There are three cardinal neuropathologic dimensions that are considered in the diagnosis. They are the a) distribution b) severity and c) types of pathology.
Focal Lesions: severity factors depend on location size (bigger lesions worse than small), depth (deep lesions worse than superficial). The pathologic process may involves hemorrhage, infarct, tumor, abscess, trauma and secondary effects (edema, mass effect, neuronal degeneration.
Multifocal Lesions: severity depends on factors same as that for focal lesions. In addition it also depends on number (the more lesions the worse), simultaneous Vs stages (simultaneous the worse) and unilateral Vs bilateral (bilateral worse). The pathologic process commonly involved are grossly same as that for focal lesions.

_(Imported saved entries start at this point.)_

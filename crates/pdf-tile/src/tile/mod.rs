//! Pattern tiling - trimming pages and laying them out on one sheet
//!
//! This module orchestrates the tiling process:
//! 1. Select the requested page range
//! 2. Trim the margin from every page
//! 3. Lay the trimmed pages out on the grid
//! 4. Render the output sheet

mod io;
mod planning;
mod select;

pub use io::{load_pdf, load_pdf_bytes, page_count, save_pdf, save_pdf_bytes};
pub use planning::{PagePlacement, TilePlan, placement_matrix, plan};
pub use select::{SelectedPage, select_pages};

use crate::options::TileOptions;
use crate::render::render_sheet;
use crate::types::*;
use lopdf::{Dictionary, Document, Object};
use std::path::{Path, PathBuf};

/// Main tiling function
pub async fn tile(document: &Document, options: &TileOptions) -> Result<Document> {
    options.validate()?;

    let document = document.clone();
    let options = options.clone();

    tokio::task::spawn_blocking(move || {
        let plan = plan(&document, &options)?;
        render_plan(&document, &plan, &options)
    })
    .await?
}

/// Render a plan computed earlier with [`plan`] for the same document and options
pub async fn tile_planned(
    document: &Document,
    plan: &TilePlan,
    options: &TileOptions,
) -> Result<Document> {
    let document = document.clone();
    let plan = plan.clone();
    let options = options.clone();

    tokio::task::spawn_blocking(move || render_plan(&document, &plan, &options)).await?
}

/// Tile a PDF held in memory and return the serialized result
pub async fn tile_bytes(bytes: &[u8], options: &TileOptions) -> Result<Vec<u8>> {
    let document = load_pdf_bytes(bytes.to_vec()).await?;
    let tiled = tile(&document, options).await?;
    let output = save_pdf_bytes(tiled).await?;
    log::info!("Tiled PDF is {} bytes", output.len());
    Ok(output)
}

fn render_plan(source: &Document, plan: &TilePlan, options: &TileOptions) -> Result<Document> {
    // Build output document
    let mut output = Document::with_version("1.7");
    let pages_tree_id = output.new_object_id();

    let page_id = render_sheet(&mut output, source, plan, pages_tree_id, options)?;

    // Create pages tree
    let pages_dict = Dictionary::from_iter(vec![
        ("Type", Object::Name(b"Pages".to_vec())),
        ("Kids", Object::Array(vec![Object::Reference(page_id)])),
        ("Count", Object::Integer(1)),
    ]);
    output
        .objects
        .insert(pages_tree_id, Object::Dictionary(pages_dict));

    // Create catalog
    let catalog_id = output.add_object(Dictionary::from_iter(vec![
        ("Type", Object::Name(b"Catalog".to_vec())),
        ("Pages", Object::Reference(pages_tree_id)),
    ]));

    output.trailer.set("Root", catalog_id);

    log::info!(
        "Placed {} pages on the sheet ({} left out)",
        plan.placements.len(),
        plan.dropped_pages.len()
    );

    Ok(output)
}

/// Default output file next to the input: `<stem>_<PAPER>_no_margins.pdf`
pub fn default_output_path(input: impl AsRef<Path>, paper: PaperSize) -> PathBuf {
    let input = input.as_ref();
    let stem = input
        .file_stem()
        .map(|s| s.to_string_lossy().into_owned())
        .unwrap_or_else(|| "pattern".to_string());
    let file_name = format!("{}_{}_no_margins.pdf", stem, paper.label());
    match input.parent() {
        Some(dir) => dir.join(file_name),
        None => PathBuf::from(file_name),
    }
}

Diffuse Lesions : severity factors depend on density or quantity (the more the worse) , locations ( structures and neural elements involved ). The pathologic processes involved here are traumatic hypoxic, ischemic, inflammatory, metabolic, as well as degenerative secondary processes.
More over it has been known for a long time that when particular areas of brain are damaged there are characteristic effects on its function. For instance damage to the side of the brain half way from the front to the back (parietal area ) results in weakness of the arm or leg on the opposite side. Damage to the left side tends to impair speech. Injury behind the forehead ( frontal area ) results in changes in behavior and loss of restraint and insight. When there is localized injury to the brain perhaps caused by an open or penetrating injury, only one of these functions may be affected. However most head injuries are closed injuries caused by acceleration with multiple areas of brain damaged. Some or perhaps many of brain functions may be affected, some more severely than others.